Former New Jersey Gov. Chris Christie is set to announce his 2024 presidential campaign Tuesday at a town hall in Manchester, New Hampshire, two sources confirmed.
It is the second shot at the Republican presidential nomination for Christie, who stumbled to a sixth-place finish in the 2016 New Hampshire primary.
Axios was the first to report the timing of Christie's announcement.
After he dropped out of the race eight years ago, Christie, in a then-stunning move, endorsed Donald Trump just days before Super Tuesday, lending a credible name to Trump’s momentum.
Christie and Trump became allies, with Christie heading up Trump's presidential transition team and later preparing him for debates against Joe Biden in 2020.
But Christie has emerged as a vocal critic of Trump, who remains the Republican front-runner in the polls, after Trump refused to concede his loss to Biden in 2020 and pushed baseless claims of widespread election fraud.
Christie has continued to criticize Trump, especially in his role as a political contributor on ABC News. In a segment on “This Week” this month, Christie argued GOP candidates can't beat Trump by "cozying up to him."
Christie has held several town hall meetings in New Hampshire, a swing state, in the past few months.
In a town hall in Manchester in March, Christie took a voter’s question about why he failed to take on Trump in 2016. In response, Christie said he and the rest of the field made a “strategic error” in underestimating Trump, whose lack of policy knowledge was apparent, and believed each of them had a chance to winnow the field into a potential one-on-one match up with him, but "none of us ever got there."
Christie also defended his endorsement of Trump in 2016, saying he made the calculation at the time that Trump would be better than Democratic presidential candidate Hillary Clinton (then-Ohio Gov. John Kasich and Sens. Ted Cruz of Texas and Marco Rubio of Florida were still in the GOP presidential primary when Christie endorsed Trump). Christie said he believed he’d be able to effectively shape Trump as a better candidate and president but was proved wrong.
In another town hall meeting in New Hampshire in April, Christie devoted his entire opening remarks to slamming Trump.
“Tonight is the beginning of the case against Donald Trump,” Christie said. “You’re not going to beat someone by closing your eyes, clicking your heels together three times and saying, ‘There’s no place like home.’ That’s not going to work.
“Donald Trump is a TV star, nothing more, nothing less,” he added. “Let me suggest to you that in putting him back in the White House, the reruns will be worse than the original show.”

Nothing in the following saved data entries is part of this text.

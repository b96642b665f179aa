//! Line-oriented framing shared by every backend's `generate_stream`.
//!
//! Ollama's wire format is newline-delimited JSON; OpenAI, Anthropic, and
//! watsonx.ai all use Server-Sent Events, which are themselves
//! line-oriented (`data: {...}\n\n`). Rather than four bespoke chunk
//! parsers, every backend buffers raw HTTP body bytes into lines here and
//! only backend-specific code interprets a line's content.

use crate::provider::ProviderError;
use bytes::Bytes;
use futures::stream::{BoxStream, Stream, StreamExt};

/// Turn a stream of raw HTTP body chunks into a stream of complete lines,
/// buffering partial lines across chunk boundaries. Blank lines (common
/// as SSE event separators) are skipped.
pub fn line_stream<S, E>(bytes: S) -> BoxStream<'static, Result<String, ProviderError>>
where
    S: Stream<Item = Result<Bytes, E>> + Send + Unpin + 'static,
    E: std::fmt::Display + Send + 'static,
{
    Box::pin(futures::stream::unfold(
        (bytes, String::new(), false),
        |(mut bytes, mut buf, mut finished)| async move {
            loop {
                if let Some(idx) = buf.find('\n') {
                    let raw: String = buf.drain(..=idx).collect();
                    let line = raw.trim_end_matches(['\r', '\n']).to_string();
                    if line.is_empty() {
                        continue;
                    }
                    return Some((Ok(line), (bytes, buf, finished)));
                }

                if finished {
                    if buf.trim().is_empty() {
                        return None;
                    }
                    let line = std::mem::take(&mut buf);
                    return Some((Ok(line), (bytes, buf, finished)));
                }

                match bytes.next().await {
                    Some(Ok(chunk)) => buf.push_str(&String::from_utf8_lossy(&chunk)),
                    Some(Err(e)) => {
                        return Some((
                            Err(ProviderError::RequestFailed(e.to_string())),
                            (bytes, buf, finished),
                        ));
                    }
                    None => finished = true,
                }
            }
        },
    ))
}

/// Strip a leading Server-Sent Events `data: ` prefix, if present.
pub fn strip_sse_prefix(line: &str) -> &str {
    line.strip_prefix("data:").map(str::trim_start).unwrap_or(line)
}

#[cfg(test)]
mod tests {
    use super::*;
    use futures::stream;

    #[tokio::test]
    async fn reassembles_lines_split_across_chunks() {
        let chunks: Vec<Result<Bytes, std::io::Error>> = vec![
            Ok(Bytes::from_static(b"data: {\"a\":1}\n")),
            Ok(Bytes::from_static(b"data: {\"a\"")),
            Ok(Bytes::from_static(b":2}\n")),
        ];
        let lines: Vec<_> = line_stream(stream::iter(chunks)).collect().await;
        let lines: Vec<String> = lines.into_iter().map(Result::unwrap).collect();
        assert_eq!(lines, vec!["data: {\"a\":1}", "data: {\"a\":2}"]);
    }

    #[tokio::test]
    async fn flushes_a_trailing_line_with_no_newline() {
        let chunks: Vec<Result<Bytes, std::io::Error>> =
            vec![Ok(Bytes::from_static(b"data: {\"a\":1}"))];
        let lines: Vec<_> = line_stream(stream::iter(chunks)).collect().await;
        assert_eq!(lines.len(), 1);
    }

    #[tokio::test]
    async fn skips_blank_lines() {
        let chunks: Vec<Result<Bytes, std::io::Error>> =
            vec![Ok(Bytes::from_static(b"data: a\n\ndata: b\n"))];
        let lines: Vec<_> = line_stream(stream::iter(chunks)).collect().await;
        assert_eq!(lines.len(), 2);
    }

    #[test]
    fn strip_sse_prefix_removes_data_marker() {
        assert_eq!(strip_sse_prefix("data: {\"a\":1}"), "{\"a\":1}");
        assert_eq!(strip_sse_prefix("{\"a\":1}"), "{\"a\":1}");
    }
}
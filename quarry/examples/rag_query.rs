//! End-to-end RAG query against a real OpenAI-compatible provider.
//!
//! Embeds two short documents into an in-memory vector store, then asks
//! a question and prints the generated answer along with the documents
//! it drew on.
//!
//! Set OPENAI_API_KEY, then run:
//!   cargo run --example rag_query -p quarry --features "search,provider-openai"

use quarry::prelude::*;
use quarry_provider_openai::OpenAIProvider;
use quarry_retrieval::memory::InMemoryVectorStore;
use quarry_retrieval::rerank::NoopReranker;
use quarry_retrieval::types::VectorRecord;
use quarry_search::{ResolvedPipeline, SearchInput, StaticPipelineResolver};
use std::collections::HashMap;
use std::sync::Arc;

#[tokio::main]
async fn main() -> Result<(), Box<dyn std::error::Error>> {
    let api_key = std::env::var("OPENAI_API_KEY").expect("OPENAI_API_KEY must be set");

    let mut providers = ProviderRegistry::new();
    providers.register(Arc::new(OpenAIProvider::new(api_key)));

    let store = InMemoryVectorStore::new();
    store.ensure_collection("handbook", 1536).await?;

    let embed_model = "text-embedding-3-small";
    let provider = providers.get("openai").expect("just registered");
    for (id, text) in [
        ("pto-policy", "Employees accrue 1.5 days of paid time off per month."),
        ("remote-policy", "Remote work is approved on a per-team basis by the manager."),
    ] {
        let embedded = provider
            .embed(quarry_provider::types::EmbedRequest::single(embed_model, text))
            .await?;
        store
            .upsert("handbook", vec![VectorRecord::new(id, text, embedded.embeddings[0].clone())])
            .await?;
    }

    let templates = Arc::new(TemplateRegistry::new());
    let mut default_template = PromptTemplate::new(
        TemplateId::new("rag-default"),
        UserId::new("system"),
        "default-rag",
        quarry_template::TemplateType::RagQuery,
        "Answer the question using only the context below.\n\nContext:\n{context}\n\nQuestion: {question}",
        HashMap::from([("context".to_string(), String::new()), ("question".to_string(), String::new())]),
    )?;
    default_template.is_default = true;
    templates.put(default_template);

    let parameters = Arc::new(ParameterRegistry::new());
    let mut default_params = LlmParameters::new(
        ParameterSetId::new("default-params"),
        UserId::new("system"),
        "default",
        1024,
        0.7,
        40,
        0.9,
        None,
    )?;
    default_params.is_default = true;
    parameters.put(default_params);

    let resolver = StaticPipelineResolver::new();
    resolver.set_user_default(
        UserId::new("demo-user"),
        ResolvedPipeline {
            id: PipelineId::new("handbook-pipeline"),
            embedding_provider: ProviderId::new("openai"),
            embedding_model: embed_model.to_string(),
            generation_provider: ProviderId::new("openai"),
            generation_model: "gpt-4o-mini".to_string(),
            template_id: None,
            config_metadata: HashMap::new(),
        },
    );

    let service = SearchService::new(
        providers,
        Arc::new(store),
        Arc::new(NoopReranker),
        templates,
        parameters,
        Arc::new(resolver),
        HookRegistry::new(),
        None,
        Arc::new(quarry_config::Settings::from_env().unwrap_or_else(|_| demo_settings())),
    );

    let input = SearchInput::new("How much PTO do employees accrue per month?", CollectionId::new("handbook"), UserId::new("demo-user"));
    let output = service.search(input, None).await?;

    println!("Answer: {}", output.answer);
    println!("Sources:");
    for doc in &output.documents {
        println!("  - {}", doc.document_name);
    }

    Ok(())
}

fn demo_settings() -> quarry_config::Settings {
    quarry_config::Settings {
        jwt_secret: "demo".into(),
        vector_store_host: "localhost".into(),
        vector_store_port: 6333,
        embedding_model_id: "text-embedding-3-small".into(),
        provider_credentials: HashMap::new(),
        chunking_strategy: "fixed_size".into(),
        min_chunk_size: 256,
        max_chunk_size: 1024,
        chunk_overlap: 64,
        retrieval_type: quarry_config::RetrievalKind::Vector,
        number_of_results: 3,
        vector_weight: 0.5,
        keyword_weight: 0.5,
        enable_reranking: false,
        reranker_type: "noop".into(),
        reranker_top_k: 3,
        cot_max_reasoning_depth: 3,
        cot_reasoning_strategy: "decomposition".into(),
        cot_token_budget_multiplier: 1.5,
        context_window_threshold: 0.8,
    }
}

Christie served two terms as New Jersey governor from 2010 to 2018. His tenure came under scrutiny during the so-called Bridgegate case, a political scandal in 2013 involving lane closures at the George Washington Bridge, allegedly in retaliation against a Democratic mayor who refused to endorse his re-election.
Before he was elected governor, Christie was the U.S. attorney for New Jersey from 2002 to 2008 under President George W. Bush.
Christie is set to challenge Trump, Sen. Tim Scott of South Carolina, Florida Gov. Ron DeSantis, former South Carolina Gov. Nikki Haley, former Arkansas Gov. Asa Hutchinson, entrepreneur Vivek Ramaswamy, conservative talk radio host Larry Elder and businessman Perry Johnson for the 2024 GOP nomination. Former Vice President Mike Pence is also expected to announce a potential bid in the coming weeks.
A poll by Monmouth University this week found that Christie’s favorability rating among Republicans is quite poor. Just 21% of registered voters who identify with or lean toward the GOP have a favorable view of him, while 47% view him unfavorably, 24% say they have no opinion of him, and 8% say they haven’t heard enough about him.
Christie’s results in the poll, the worst among the potential Republican presidential candidates tested, pale in comparison to the ratings of Trump and DeSantis, whose favorability numbers were both above 70%.